[Stored items]

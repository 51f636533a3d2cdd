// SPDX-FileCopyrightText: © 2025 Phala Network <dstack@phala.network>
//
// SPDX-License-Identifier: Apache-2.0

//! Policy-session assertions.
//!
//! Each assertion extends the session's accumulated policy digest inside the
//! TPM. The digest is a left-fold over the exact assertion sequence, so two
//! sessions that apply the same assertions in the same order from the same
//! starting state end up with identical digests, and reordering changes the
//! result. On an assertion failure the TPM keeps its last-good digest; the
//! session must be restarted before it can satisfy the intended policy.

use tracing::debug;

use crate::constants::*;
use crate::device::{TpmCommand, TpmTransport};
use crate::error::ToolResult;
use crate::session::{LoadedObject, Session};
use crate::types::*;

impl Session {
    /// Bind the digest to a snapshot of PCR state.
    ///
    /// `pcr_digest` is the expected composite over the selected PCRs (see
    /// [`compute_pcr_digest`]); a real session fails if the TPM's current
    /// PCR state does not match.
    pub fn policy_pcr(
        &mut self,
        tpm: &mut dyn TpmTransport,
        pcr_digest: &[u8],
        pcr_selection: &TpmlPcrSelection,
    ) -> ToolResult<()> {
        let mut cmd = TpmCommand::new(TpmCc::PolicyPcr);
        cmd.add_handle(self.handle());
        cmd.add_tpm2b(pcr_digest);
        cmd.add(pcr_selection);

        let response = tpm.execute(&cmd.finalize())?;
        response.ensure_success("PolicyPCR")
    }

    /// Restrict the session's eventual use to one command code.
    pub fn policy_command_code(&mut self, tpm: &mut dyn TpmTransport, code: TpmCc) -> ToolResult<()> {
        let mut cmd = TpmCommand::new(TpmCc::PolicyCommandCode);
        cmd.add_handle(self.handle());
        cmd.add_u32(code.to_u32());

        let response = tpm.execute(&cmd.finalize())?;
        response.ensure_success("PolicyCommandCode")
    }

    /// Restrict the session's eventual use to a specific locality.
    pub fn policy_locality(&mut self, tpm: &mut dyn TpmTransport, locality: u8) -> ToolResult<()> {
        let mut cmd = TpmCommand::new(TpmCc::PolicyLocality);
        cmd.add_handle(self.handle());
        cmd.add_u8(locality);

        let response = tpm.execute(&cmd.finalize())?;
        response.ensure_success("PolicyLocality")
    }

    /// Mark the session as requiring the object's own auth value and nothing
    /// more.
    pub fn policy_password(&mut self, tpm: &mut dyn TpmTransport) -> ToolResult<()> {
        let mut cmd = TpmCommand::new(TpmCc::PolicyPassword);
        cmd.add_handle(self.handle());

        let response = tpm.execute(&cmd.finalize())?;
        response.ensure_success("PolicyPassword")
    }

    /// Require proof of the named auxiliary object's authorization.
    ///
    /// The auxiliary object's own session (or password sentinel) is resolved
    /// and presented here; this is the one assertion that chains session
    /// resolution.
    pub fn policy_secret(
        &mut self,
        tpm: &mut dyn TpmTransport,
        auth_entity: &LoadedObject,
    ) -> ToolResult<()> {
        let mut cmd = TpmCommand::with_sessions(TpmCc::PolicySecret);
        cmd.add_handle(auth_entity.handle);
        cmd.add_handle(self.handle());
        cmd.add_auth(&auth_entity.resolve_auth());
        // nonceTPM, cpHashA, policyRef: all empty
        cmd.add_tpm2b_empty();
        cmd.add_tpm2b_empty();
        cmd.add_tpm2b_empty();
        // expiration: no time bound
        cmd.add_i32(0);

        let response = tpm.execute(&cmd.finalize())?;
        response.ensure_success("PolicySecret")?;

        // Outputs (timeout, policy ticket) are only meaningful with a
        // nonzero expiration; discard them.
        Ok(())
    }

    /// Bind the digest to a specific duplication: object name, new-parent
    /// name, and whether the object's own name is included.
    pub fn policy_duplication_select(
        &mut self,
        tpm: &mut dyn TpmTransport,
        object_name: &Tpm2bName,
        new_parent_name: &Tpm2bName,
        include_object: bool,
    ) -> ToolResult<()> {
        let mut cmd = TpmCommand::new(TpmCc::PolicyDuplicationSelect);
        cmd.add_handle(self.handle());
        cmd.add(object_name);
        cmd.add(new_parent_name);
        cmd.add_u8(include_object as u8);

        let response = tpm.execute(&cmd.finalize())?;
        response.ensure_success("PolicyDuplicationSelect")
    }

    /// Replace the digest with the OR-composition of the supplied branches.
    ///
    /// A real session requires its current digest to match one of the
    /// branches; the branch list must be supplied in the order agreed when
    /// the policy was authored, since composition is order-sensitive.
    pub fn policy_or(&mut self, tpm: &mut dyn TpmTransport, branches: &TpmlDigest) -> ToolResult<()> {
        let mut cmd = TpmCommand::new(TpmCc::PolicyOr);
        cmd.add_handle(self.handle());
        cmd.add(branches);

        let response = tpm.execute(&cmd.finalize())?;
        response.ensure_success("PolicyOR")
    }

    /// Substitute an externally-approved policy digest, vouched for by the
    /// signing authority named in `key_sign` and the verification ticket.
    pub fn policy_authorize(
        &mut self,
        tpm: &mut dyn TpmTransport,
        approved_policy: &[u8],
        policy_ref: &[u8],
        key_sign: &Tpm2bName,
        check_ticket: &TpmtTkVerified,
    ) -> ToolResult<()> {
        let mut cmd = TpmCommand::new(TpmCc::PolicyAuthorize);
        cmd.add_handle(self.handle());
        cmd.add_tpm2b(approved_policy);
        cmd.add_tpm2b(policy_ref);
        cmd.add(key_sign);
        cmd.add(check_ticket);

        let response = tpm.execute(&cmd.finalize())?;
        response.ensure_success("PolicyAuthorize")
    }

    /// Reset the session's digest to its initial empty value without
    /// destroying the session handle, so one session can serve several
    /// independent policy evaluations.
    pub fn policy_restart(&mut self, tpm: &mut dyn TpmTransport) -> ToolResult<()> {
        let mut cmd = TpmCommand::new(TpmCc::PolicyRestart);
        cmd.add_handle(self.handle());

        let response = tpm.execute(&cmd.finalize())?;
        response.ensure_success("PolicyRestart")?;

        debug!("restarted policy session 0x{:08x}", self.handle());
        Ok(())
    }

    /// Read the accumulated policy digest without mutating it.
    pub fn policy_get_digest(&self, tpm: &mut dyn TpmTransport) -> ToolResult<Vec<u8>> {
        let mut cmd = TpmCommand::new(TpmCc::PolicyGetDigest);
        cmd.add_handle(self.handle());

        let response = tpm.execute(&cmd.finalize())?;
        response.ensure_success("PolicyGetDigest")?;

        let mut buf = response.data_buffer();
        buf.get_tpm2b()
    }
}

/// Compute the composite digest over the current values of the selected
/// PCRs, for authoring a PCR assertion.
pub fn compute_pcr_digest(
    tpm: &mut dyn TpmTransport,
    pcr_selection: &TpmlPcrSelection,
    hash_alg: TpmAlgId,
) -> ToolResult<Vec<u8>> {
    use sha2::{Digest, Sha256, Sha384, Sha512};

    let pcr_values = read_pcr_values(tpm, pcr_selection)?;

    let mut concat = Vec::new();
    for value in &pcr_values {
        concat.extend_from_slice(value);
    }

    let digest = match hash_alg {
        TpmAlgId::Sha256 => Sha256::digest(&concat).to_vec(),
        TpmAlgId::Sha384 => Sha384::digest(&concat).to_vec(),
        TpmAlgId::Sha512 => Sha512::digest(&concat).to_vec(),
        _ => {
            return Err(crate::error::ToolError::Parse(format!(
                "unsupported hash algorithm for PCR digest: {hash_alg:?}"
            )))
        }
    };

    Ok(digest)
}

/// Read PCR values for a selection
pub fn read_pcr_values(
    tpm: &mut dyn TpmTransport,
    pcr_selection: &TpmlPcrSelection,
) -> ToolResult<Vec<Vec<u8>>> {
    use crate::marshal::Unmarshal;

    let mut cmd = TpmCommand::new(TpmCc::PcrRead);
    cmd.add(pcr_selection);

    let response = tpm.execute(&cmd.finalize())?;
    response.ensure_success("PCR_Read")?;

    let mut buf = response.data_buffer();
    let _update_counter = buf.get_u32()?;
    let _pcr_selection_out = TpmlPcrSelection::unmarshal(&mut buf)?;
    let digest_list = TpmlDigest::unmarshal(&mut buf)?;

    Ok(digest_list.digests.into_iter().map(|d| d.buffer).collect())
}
==
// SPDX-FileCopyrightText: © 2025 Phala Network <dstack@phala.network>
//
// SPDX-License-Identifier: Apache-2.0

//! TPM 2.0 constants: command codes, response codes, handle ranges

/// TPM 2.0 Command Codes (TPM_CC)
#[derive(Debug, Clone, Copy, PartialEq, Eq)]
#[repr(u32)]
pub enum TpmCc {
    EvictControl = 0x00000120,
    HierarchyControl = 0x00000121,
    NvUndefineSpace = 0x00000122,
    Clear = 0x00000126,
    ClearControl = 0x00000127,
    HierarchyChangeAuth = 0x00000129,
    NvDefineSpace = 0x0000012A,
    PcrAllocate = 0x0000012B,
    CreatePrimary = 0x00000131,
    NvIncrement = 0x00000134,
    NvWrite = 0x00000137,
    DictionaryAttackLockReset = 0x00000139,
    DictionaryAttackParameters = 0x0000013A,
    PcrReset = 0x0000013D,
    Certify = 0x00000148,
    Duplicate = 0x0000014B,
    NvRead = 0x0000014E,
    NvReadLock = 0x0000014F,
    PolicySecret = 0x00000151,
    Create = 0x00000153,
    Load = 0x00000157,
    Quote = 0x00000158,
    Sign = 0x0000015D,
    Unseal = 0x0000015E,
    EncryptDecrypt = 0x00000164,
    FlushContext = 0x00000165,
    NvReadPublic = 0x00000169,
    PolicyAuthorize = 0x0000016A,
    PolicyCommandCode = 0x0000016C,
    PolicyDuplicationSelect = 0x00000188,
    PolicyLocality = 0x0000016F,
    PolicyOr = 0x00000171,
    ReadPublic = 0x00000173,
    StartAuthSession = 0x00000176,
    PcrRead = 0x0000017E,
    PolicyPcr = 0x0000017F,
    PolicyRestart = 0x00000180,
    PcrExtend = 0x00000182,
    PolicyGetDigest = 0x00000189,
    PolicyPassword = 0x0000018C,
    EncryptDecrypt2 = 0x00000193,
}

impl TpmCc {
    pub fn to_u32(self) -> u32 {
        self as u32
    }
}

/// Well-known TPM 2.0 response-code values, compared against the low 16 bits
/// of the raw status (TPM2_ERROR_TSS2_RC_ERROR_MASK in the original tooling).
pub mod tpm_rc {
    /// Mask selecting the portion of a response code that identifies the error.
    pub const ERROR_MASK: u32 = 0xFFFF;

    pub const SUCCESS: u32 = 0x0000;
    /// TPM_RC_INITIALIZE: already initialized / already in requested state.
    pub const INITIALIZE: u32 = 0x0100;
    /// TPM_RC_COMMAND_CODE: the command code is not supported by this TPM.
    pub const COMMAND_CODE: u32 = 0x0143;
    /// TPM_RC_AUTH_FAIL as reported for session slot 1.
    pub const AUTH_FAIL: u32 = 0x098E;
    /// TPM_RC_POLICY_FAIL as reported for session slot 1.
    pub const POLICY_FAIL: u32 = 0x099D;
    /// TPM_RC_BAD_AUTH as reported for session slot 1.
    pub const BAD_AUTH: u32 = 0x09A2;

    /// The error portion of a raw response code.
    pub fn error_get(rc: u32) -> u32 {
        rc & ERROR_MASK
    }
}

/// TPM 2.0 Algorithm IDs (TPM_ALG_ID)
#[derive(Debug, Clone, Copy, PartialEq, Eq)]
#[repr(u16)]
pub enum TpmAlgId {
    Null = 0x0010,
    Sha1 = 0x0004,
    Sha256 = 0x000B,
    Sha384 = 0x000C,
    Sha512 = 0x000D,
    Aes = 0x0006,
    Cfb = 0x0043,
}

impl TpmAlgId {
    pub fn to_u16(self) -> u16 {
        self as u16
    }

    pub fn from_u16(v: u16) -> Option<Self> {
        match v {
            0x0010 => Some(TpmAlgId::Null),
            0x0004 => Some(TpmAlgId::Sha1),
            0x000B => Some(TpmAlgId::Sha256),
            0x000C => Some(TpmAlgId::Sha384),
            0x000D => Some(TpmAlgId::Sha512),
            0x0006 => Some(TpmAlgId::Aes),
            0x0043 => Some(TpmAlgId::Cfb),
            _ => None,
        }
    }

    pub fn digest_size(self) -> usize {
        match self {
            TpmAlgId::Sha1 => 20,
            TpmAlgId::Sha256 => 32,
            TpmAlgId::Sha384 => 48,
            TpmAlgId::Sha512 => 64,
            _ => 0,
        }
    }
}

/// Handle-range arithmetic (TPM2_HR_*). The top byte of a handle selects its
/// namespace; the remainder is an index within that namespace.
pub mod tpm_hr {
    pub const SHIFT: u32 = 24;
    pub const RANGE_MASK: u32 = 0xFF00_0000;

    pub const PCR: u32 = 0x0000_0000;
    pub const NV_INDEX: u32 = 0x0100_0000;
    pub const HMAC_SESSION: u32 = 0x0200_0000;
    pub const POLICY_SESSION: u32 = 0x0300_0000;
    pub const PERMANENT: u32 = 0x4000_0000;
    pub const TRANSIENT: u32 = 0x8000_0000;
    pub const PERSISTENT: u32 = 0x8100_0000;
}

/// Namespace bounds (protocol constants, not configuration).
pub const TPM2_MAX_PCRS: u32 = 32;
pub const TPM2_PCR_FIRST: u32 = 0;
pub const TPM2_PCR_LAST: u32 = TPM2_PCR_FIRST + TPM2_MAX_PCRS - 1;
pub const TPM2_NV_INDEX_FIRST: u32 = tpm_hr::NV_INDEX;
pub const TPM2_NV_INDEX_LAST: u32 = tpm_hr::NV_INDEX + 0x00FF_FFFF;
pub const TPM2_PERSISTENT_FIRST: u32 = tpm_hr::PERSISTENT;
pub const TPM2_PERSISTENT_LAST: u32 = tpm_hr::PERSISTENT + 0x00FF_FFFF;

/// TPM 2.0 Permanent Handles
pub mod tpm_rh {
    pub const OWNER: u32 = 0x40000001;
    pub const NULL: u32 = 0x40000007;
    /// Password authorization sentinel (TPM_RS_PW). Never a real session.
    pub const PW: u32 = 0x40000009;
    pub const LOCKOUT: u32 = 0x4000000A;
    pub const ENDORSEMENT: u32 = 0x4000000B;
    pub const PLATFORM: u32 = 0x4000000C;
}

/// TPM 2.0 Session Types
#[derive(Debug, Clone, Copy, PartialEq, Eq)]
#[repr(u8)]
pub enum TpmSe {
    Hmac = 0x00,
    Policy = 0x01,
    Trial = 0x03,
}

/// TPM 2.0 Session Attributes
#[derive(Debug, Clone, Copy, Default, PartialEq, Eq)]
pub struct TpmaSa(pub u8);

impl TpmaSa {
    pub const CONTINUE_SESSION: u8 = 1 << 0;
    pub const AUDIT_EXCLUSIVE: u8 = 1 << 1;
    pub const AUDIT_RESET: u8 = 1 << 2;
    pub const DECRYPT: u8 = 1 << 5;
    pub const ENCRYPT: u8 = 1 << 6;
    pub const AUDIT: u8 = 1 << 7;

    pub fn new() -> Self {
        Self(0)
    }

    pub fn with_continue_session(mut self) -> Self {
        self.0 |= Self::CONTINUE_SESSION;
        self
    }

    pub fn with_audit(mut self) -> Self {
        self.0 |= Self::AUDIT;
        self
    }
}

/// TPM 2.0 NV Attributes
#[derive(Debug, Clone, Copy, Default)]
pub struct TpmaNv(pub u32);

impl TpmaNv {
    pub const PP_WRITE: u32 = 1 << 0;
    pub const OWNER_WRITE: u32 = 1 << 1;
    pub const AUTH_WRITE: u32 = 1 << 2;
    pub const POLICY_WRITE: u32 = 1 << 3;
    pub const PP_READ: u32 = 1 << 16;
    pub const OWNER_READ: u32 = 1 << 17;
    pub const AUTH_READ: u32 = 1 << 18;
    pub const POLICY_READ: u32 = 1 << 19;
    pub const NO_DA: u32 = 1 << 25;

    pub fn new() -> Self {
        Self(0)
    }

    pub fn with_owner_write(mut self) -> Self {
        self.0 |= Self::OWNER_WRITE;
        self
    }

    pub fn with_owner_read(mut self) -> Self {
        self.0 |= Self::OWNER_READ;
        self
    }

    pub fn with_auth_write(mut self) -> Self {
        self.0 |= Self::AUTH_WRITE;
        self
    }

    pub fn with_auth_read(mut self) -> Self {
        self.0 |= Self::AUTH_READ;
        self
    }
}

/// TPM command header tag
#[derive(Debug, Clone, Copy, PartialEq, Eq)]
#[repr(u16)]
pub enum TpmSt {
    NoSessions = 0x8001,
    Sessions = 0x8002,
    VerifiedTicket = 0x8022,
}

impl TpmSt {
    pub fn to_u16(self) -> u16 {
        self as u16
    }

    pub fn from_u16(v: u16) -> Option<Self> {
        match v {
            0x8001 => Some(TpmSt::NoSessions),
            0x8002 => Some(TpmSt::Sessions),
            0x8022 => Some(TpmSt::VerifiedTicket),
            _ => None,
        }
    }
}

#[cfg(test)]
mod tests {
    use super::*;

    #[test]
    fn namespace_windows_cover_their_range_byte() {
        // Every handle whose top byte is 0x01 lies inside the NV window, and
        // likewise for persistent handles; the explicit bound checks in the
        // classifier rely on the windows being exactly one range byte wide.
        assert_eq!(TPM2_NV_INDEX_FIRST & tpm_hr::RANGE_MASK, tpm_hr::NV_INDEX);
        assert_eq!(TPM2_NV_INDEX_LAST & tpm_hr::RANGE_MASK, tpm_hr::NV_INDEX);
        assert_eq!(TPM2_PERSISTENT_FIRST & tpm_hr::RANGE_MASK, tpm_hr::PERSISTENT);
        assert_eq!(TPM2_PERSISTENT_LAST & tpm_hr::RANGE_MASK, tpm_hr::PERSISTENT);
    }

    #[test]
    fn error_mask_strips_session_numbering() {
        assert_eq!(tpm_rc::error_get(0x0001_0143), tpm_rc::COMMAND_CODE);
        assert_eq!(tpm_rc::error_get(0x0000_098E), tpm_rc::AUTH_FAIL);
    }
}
---
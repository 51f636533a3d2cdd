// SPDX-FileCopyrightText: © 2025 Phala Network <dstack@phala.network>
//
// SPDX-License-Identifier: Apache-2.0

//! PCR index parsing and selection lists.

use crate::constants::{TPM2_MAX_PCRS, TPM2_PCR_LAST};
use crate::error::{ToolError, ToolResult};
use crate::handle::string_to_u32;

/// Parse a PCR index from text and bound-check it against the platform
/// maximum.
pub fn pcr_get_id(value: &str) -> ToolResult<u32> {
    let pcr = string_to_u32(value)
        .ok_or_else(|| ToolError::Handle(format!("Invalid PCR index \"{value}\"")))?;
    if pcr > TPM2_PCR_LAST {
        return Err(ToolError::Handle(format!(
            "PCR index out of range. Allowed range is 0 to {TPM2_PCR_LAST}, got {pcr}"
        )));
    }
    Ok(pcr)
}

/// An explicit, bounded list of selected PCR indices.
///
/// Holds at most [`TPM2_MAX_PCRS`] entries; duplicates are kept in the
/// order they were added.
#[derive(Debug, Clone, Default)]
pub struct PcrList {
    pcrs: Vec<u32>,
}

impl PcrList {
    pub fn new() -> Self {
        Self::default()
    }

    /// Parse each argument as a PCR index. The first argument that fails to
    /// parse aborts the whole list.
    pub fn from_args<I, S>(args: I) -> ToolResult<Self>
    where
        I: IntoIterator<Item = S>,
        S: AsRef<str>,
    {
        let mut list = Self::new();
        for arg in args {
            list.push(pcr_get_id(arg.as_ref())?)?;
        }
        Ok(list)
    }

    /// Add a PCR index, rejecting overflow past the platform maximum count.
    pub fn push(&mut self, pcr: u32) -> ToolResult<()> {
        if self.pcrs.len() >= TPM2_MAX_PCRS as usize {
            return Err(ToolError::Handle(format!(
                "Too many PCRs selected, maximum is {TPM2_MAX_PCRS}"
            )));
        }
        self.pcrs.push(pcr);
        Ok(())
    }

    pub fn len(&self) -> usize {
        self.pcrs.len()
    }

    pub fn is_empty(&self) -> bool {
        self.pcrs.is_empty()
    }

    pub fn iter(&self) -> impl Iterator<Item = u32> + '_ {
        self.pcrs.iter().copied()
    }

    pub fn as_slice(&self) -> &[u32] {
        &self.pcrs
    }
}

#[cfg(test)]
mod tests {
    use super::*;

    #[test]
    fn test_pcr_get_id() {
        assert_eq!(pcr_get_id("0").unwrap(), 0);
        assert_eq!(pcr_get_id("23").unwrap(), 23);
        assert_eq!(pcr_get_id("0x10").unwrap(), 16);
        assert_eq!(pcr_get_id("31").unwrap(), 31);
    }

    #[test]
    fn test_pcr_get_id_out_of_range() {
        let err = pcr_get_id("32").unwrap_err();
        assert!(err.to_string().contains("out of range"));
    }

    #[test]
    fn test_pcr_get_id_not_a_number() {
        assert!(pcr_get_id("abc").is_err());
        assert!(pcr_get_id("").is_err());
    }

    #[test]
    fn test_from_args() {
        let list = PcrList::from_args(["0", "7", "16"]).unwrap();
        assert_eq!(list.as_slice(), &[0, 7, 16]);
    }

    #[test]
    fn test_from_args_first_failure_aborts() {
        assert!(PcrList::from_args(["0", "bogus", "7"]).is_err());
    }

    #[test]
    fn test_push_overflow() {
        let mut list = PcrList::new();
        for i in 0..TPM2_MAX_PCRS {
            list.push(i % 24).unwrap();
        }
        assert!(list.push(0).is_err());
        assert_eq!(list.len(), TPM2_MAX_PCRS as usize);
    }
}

Assignment: Could you state how many lines in the entries contain the word "PcrRead"? Reply with nothing but the number.

Answer box: 2